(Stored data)

----

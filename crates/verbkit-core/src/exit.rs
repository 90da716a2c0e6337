//! Mapping a finished invocation to a process exit code.
//!
//! The mapping is data, not code: [`ExitPolicy`] carries the reserved codes
//! and an ordered list of numeric bands, and is deserialized from the
//! `[exit_codes]` table of the application config. The defaults give the
//! classic three-way split:
//!
//! | Outcome                                   | Exit |
//! |-------------------------------------------|------|
//! | success                                   | 0    |
//! | failure with an input/config code (1xxx-2xxx) | 1 |
//! | any other failure                         | 2    |
//! | unhandled internal error                  | 70   |
//! | interrupted                               | 130  |
//!
//! Usage errors always exit with [`EXIT_USAGE`]: most of them are raised by
//! the argument parser before any configuration has been read.

use serde::{Deserialize, Serialize};
use thiserror::Error;

use crate::results::ResultObject;

pub const EXIT_SUCCESS: u8 = 0;
/// `EX_SOFTWARE` from sysexits.h.
pub const EXIT_BUG: u8 = 70;
pub const EXIT_USAGE: u8 = 2;
pub const EXIT_INTERRUPTED: u8 = 130;

/// A half-open range `[start, end)` of error-code values and the exit code
/// it selects.
#[derive(Debug, Clone, Copy, PartialEq, Eq, Serialize, Deserialize)]
pub struct ExitBand {
    pub start: u16,
    pub end: u16,
    pub exit_code: u8,
}

impl ExitBand {
    pub const fn new(start: u16, end: u16, exit_code: u8) -> Self {
        Self {
            start,
            end,
            exit_code,
        }
    }

    pub const fn contains(&self, code: u16) -> bool {
        self.start <= code && code < self.end
    }
}

/// An [`ExitPolicy`] that cannot be applied.
#[derive(Debug, Clone, PartialEq, Eq, Error)]
pub enum ExitPolicyError {
    #[error("exit band [{start}, {end}) is empty")]
    EmptyBand { start: u16, end: u16 },
}

#[derive(Debug, Clone, PartialEq, Eq, Serialize, Deserialize)]
#[serde(default, deny_unknown_fields)]
pub struct ExitPolicy {
    /// Unhandled fault inside a handler.
    pub bug: u8,
    pub interrupted: u8,
    /// Failure whose codes match no band (or that carries no code at all).
    pub unclassified: u8,
    /// Checked in order; the first band containing any error code wins.
    pub bands: Vec<ExitBand>,
}

impl Default for ExitPolicy {
    fn default() -> Self {
        Self {
            bug: EXIT_BUG,
            interrupted: EXIT_INTERRUPTED,
            unclassified: 2,
            bands: vec![ExitBand::new(1000, 3000, 1)],
        }
    }
}

impl ExitPolicy {
    /// Exit code for a finished invocation.
    ///
    /// `bug` is set when the handler faulted rather than reporting a failure.
    pub fn exit_code(&self, results: &ResultObject, bug: bool) -> u8 {
        if bug {
            return self.bug;
        }
        if results.ok() {
            return EXIT_SUCCESS;
        }
        self.classify(&results.error_codes())
    }

    /// Exit code for a failed invocation carrying `codes`.
    pub fn classify(&self, codes: &[u16]) -> u8 {
        self.bands
            .iter()
            .find(|band| codes.iter().any(|&code| band.contains(code)))
            .map_or(self.unclassified, |band| band.exit_code)
    }

    /// Reject bands that can never match.
    pub fn validate(&self) -> Result<(), ExitPolicyError> {
        match self.bands.iter().find(|band| band.start >= band.end) {
            Some(band) => Err(ExitPolicyError::EmptyBand {
                start: band.start,
                end: band.end,
            }),
            None => Ok(()),
        }
    }
}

----

§ **Work request**
Each entry above is to be returned exactly as given.

§ **Response for this exercise**
filename crates/verbkit-core/src/exit.rs
repository 90da716a2c0e6337
//! Mapping a finished invocation to a process exit code.
//!
//! The mapping is data, not code: [`ExitPolicy`] carries the reserved codes
//! and an ordered list of numeric bands, and is deserialized from the
//! `[exit_codes]` table of the application config. The defaults give the
//! classic three-way split:
//!
//! | Outcome                                   | Exit |
//! |-------------------------------------------|------|
//! | success                                   | 0    |
//! | failure with an input/config code (1xxx-2xxx) | 1 |
//! | any other failure                         | 2    |
//! | unhandled internal error                  | 70   |
//! | interrupted                               | 130  |
//!
//! Usage errors always exit with [`EXIT_USAGE`]: most of them are raised by
//! the argument parser before any configuration has been read.

use serde::{Deserialize, Serialize};
use thiserror::Error;

use crate::results::ResultObject;

pub const EXIT_SUCCESS: u8 = 0;
/// `EX_SOFTWARE` from sysexits.h.
pub const EXIT_BUG: u8 = 70;
pub const EXIT_USAGE: u8 = 2;
pub const EXIT_INTERRUPTED: u8 = 130;

/// A half-open range `[start, end)` of error-code values and the exit code
/// it selects.
#[derive(Debug, Clone, Copy, PartialEq, Eq, Serialize, Deserialize)]
pub struct ExitBand {
    pub start: u16,
    pub end: u16,
    pub exit_code: u8,
}

impl ExitBand {
    pub const fn new(start: u16, end: u16, exit_code: u8) -> Self {
        Self {
            start,
            end,
            exit_code,
        }
    }

    pub const fn contains(&self, code: u16) -> bool {
        self.start <= code && code < self.end
    }
}

/// An [`ExitPolicy`] that cannot be applied.
#[derive(Debug, Clone, PartialEq, Eq, Error)]
pub enum ExitPolicyError {
    #[error("exit band [{start}, {end}) is empty")]
    EmptyBand { start: u16, end: u16 },
}

#[derive(Debug, Clone, PartialEq, Eq, Serialize, Deserialize)]
#[serde(default, deny_unknown_fields)]
pub struct ExitPolicy {
    /// Unhandled fault inside a handler.
    pub bug: u8,
    pub interrupted: u8,
    /// Failure whose codes match no band (or that carries no code at all).
    pub unclassified: u8,
    /// Checked in order; the first band containing any error code wins.
    pub bands: Vec<ExitBand>,
}

impl Default for ExitPolicy {
    fn default() -> Self {
        Self {
            bug: EXIT_BUG,
            interrupted: EXIT_INTERRUPTED,
            unclassified: 2,
            bands: vec![ExitBand::new(1000, 3000, 1)],
        }
    }
}

impl ExitPolicy {
    /// Exit code for a finished invocation.
    ///
    /// `bug` is set when the handler faulted rather than reporting a failure.
    pub fn exit_code(&self, results: &ResultObject, bug: bool) -> u8 {
        if bug {
            return self.bug;
        }
        if results.ok() {
            return EXIT_SUCCESS;
        }
        self.classify(&results.error_codes())
    }

    /// Exit code for a failed invocation carrying `codes`.
    pub fn classify(&self, codes: &[u16]) -> u8 {
        self.bands
            .iter()
            .find(|band| codes.iter().any(|&code| band.contains(code)))
            .map_or(self.unclassified, |band| band.exit_code)
    }

    /// Reject bands that can never match.
    pub fn validate(&self) -> Result<(), ExitPolicyError> {
        match self.bands.iter().find(|band| band.start >= band.end) {
            Some(band) => Err(ExitPolicyError::EmptyBand {
                start: band.start,
                end: band.end,
            }),
            None => Ok(()),
        }
    }
}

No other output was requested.